§ Supplied material
━━━━━━━━━━━━━━━━━━━━━━━━━━━━━━
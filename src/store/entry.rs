use std::time::SystemTime;

use serde::{Deserialize, Serialize};

/// The image formats chat platforms accept for custom emoji.
#[derive(Debug, Clone, Copy, PartialEq, Eq, Hash, PartialOrd, Ord, Serialize, Deserialize)]
#[serde(rename_all = "lowercase")]
pub enum MediaType {
    Gif,
    Png,
    Jpeg,
}

impl MediaType {
    /// The extension used when rendering an entry of this type as a file.
    pub fn extension(self) -> &'static str {
        match self {
            MediaType::Gif => "gif",
            MediaType::Png => "png",
            MediaType::Jpeg => "jpg",
        }
    }

    /// Parses a file extension, ignoring ASCII case. Both `jpg` and `jpeg`
    /// are accepted for JPEG.
    pub fn from_extension(extension: &str) -> Option<Self> {
        if extension.eq_ignore_ascii_case("gif") {
            Some(MediaType::Gif)
        } else if extension.eq_ignore_ascii_case("png") {
            Some(MediaType::Png)
        } else if extension.eq_ignore_ascii_case("jpg") || extension.eq_ignore_ascii_case("jpeg")
        {
            Some(MediaType::Jpeg)
        } else {
            None
        }
    }

    /// Parses the subtype of an `image/*` MIME type, e.g. `png` or `jpeg`.
    fn from_image_subtype(subtype: &str) -> Option<Self> {
        Self::from_extension(subtype)
    }

    /// Infers the media type from the locator a platform serves an emoji
    /// from.
    ///
    /// Two shapes are understood: `http(s)` URLs whose path ends in a known
    /// extension, and `data:image/<subtype>;...` URLs. Anything else (such as
    /// Slack's `alias:` pseudo-URLs) yields [`None`].
    pub fn from_locator(locator: &str) -> Option<Self> {
        if let Some(rest) = locator.strip_prefix("data:image/") {
            let subtype = rest.split([';', ',']).next()?;
            return Self::from_image_subtype(subtype);
        }

        if !(locator.starts_with("http://") || locator.starts_with("https://")) {
            return None;
        }

        let path = locator.split(['?', '#']).next()?;
        let last_segment = path.rsplit('/').next()?;
        let (_, extension) = last_segment.rsplit_once('.')?;

        Self::from_extension(extension)
    }

    /// Identifies image content by its magic bytes.
    pub fn sniff(content: &[u8]) -> Option<Self> {
        const PNG_SIGNATURE: &[u8] = b"\x89PNG\r\n\x1a\n";
        const JPEG_SIGNATURE: &[u8] = b"\xff\xd8\xff";

        if content.starts_with(b"GIF87a") || content.starts_with(b"GIF89a") {
            Some(MediaType::Gif)
        } else if content.starts_with(PNG_SIGNATURE) {
            Some(MediaType::Png)
        } else if content.starts_with(JPEG_SIGNATURE) {
            Some(MediaType::Jpeg)
        } else {
            None
        }
    }
}

/// One custom emoji as a store knows it.
///
/// `name` is canonical within its store and unique within one listing, but
/// nothing is assumed about uniqueness across stores or platforms. An entry
/// with `alias_for` set points at another entry's bytes instead of owning its
/// own; for those, `media_type` and `size` are usually unknown.
#[derive(Debug, Clone, PartialEq, Eq)]
pub struct EmojiEntry {
    pub name: String,
    pub media_type: Option<MediaType>,
    /// URL or opaque reference the store fetches the bytes from.
    pub source: String,
    pub size: Option<u64>,
    pub alias_for: Option<String>,
    pub created: Option<SystemTime>,
    pub created_by: Option<String>,
}

impl EmojiEntry {
    pub fn new(name: impl Into<String>, media_type: MediaType, source: impl Into<String>) -> Self {
        Self {
            name: name.into(),
            media_type: Some(media_type),
            source: source.into(),
            size: None,
            alias_for: None,
            created: None,
            created_by: None,
        }
    }

    pub fn alias(
        name: impl Into<String>,
        target: impl Into<String>,
        source: impl Into<String>,
    ) -> Self {
        Self {
            name: name.into(),
            media_type: None,
            source: source.into(),
            size: None,
            alias_for: Some(target.into()),
            created: None,
            created_by: None,
        }
    }

    #[must_use]
    pub fn with_size(mut self, size: u64) -> Self {
        self.size = Some(size);
        self
    }

    #[must_use]
    pub fn with_created(mut self, created: SystemTime) -> Self {
        self.created = Some(created);
        self
    }

    pub fn is_alias(&self) -> bool {
        self.alias_for.is_some()
    }
}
━━━━━━━━━━━━━━━━━━━━━━━━━━━━━━
§ Directions
Write out the data again, exactly and in full.

§ Exercise solution
filename src/store/entry.rs
use std::time::SystemTime;

use serde::{Deserialize, Serialize};

/// The image formats chat platforms accept for custom emoji.
#[derive(Debug, Clone, Copy, PartialEq, Eq, Hash, PartialOrd, Ord, Serialize, Deserialize)]
#[serde(rename_all = "lowercase")]
pub enum MediaType {
    Gif,
    Png,
    Jpeg,
}

impl MediaType {
    /// The extension used when rendering an entry of this type as a file.
    pub fn extension(self) -> &'static str {
        match self {
            MediaType::Gif => "gif",
            MediaType::Png => "png",
            MediaType::Jpeg => "jpg",
        }
    }

    /// Parses a file extension, ignoring ASCII case. Both `jpg` and `jpeg`
    /// are accepted for JPEG.
    pub fn from_extension(extension: &str) -> Option<Self> {
        if extension.eq_ignore_ascii_case("gif") {
            Some(MediaType::Gif)
        } else if extension.eq_ignore_ascii_case("png") {
            Some(MediaType::Png)
        } else if extension.eq_ignore_ascii_case("jpg") || extension.eq_ignore_ascii_case("jpeg")
        {
            Some(MediaType::Jpeg)
        } else {
            None
        }
    }

    /// Parses the subtype of an `image/*` MIME type, e.g. `png` or `jpeg`.
    fn from_image_subtype(subtype: &str) -> Option<Self> {
        Self::from_extension(subtype)
    }

    /// Infers the media type from the locator a platform serves an emoji
    /// from.
    ///
    /// Two shapes are understood: `http(s)` URLs whose path ends in a known
    /// extension, and `data:image/<subtype>;...` URLs. Anything else (such as
    /// Slack's `alias:` pseudo-URLs) yields [`None`].
    pub fn from_locator(locator: &str) -> Option<Self> {
        if let Some(rest) = locator.strip_prefix("data:image/") {
            let subtype = rest.split([';', ',']).next()?;
            return Self::from_image_subtype(subtype);
        }

        if !(locator.starts_with("http://") || locator.starts_with("https://")) {
            return None;
        }

        let path = locator.split(['?', '#']).next()?;
        let last_segment = path.rsplit('/').next()?;
        let (_, extension) = last_segment.rsplit_once('.')?;

        Self::from_extension(extension)
    }

    /// Identifies image content by its magic bytes.
    pub fn sniff(content: &[u8]) -> Option<Self> {
        const PNG_SIGNATURE: &[u8] = b"\x89PNG\r\n\x1a\n";
        const JPEG_SIGNATURE: &[u8] = b"\xff\xd8\xff";

        if content.starts_with(b"GIF87a") || content.starts_with(b"GIF89a") {
            Some(MediaType::Gif)
        } else if content.starts_with(PNG_SIGNATURE) {
            Some(MediaType::Png)
        } else if content.starts_with(JPEG_SIGNATURE) {
            Some(MediaType::Jpeg)
        } else {
            None
        }
    }
}

/// One custom emoji as a store knows it.
///
/// `name` is canonical within its store and unique within one listing, but
/// nothing is assumed about uniqueness across stores or platforms. An entry
/// with `alias_for` set points at another entry's bytes instead of owning its
/// own; for those, `media_type` and `size` are usually unknown.
#[derive(Debug, Clone, PartialEq, Eq)]
pub struct EmojiEntry {
    pub name: String,
    pub media_type: Option<MediaType>,
    /// URL or opaque reference the store fetches the bytes from.
    pub source: String,
    pub size: Option<u64>,
    pub alias_for: Option<String>,
    pub created: Option<SystemTime>,
    pub created_by: Option<String>,
}

impl EmojiEntry {
    pub fn new(name: impl Into<String>, media_type: MediaType, source: impl Into<String>) -> Self {
        Self {
            name: name.into(),
            media_type: Some(media_type),
            source: source.into(),
            size: None,
            alias_for: None,
            created: None,
            created_by: None,
        }
    }

    pub fn alias(
        name: impl Into<String>,
        target: impl Into<String>,
        source: impl Into<String>,
    ) -> Self {
        Self {
            name: name.into(),
            media_type: None,
            source: source.into(),
            size: None,
            alias_for: Some(target.into()),
            created: None,
            created_by: None,
        }
    }

    #[must_use]
    pub fn with_size(mut self, size: u64) -> Self {
        self.size = Some(size);
        self
    }

    #[must_use]
    pub fn with_created(mut self, created: SystemTime) -> Self {
        self.created = Some(created);
        self
    }

    pub fn is_alias(&self) -> bool {
        self.alias_for.is_some()
    }
}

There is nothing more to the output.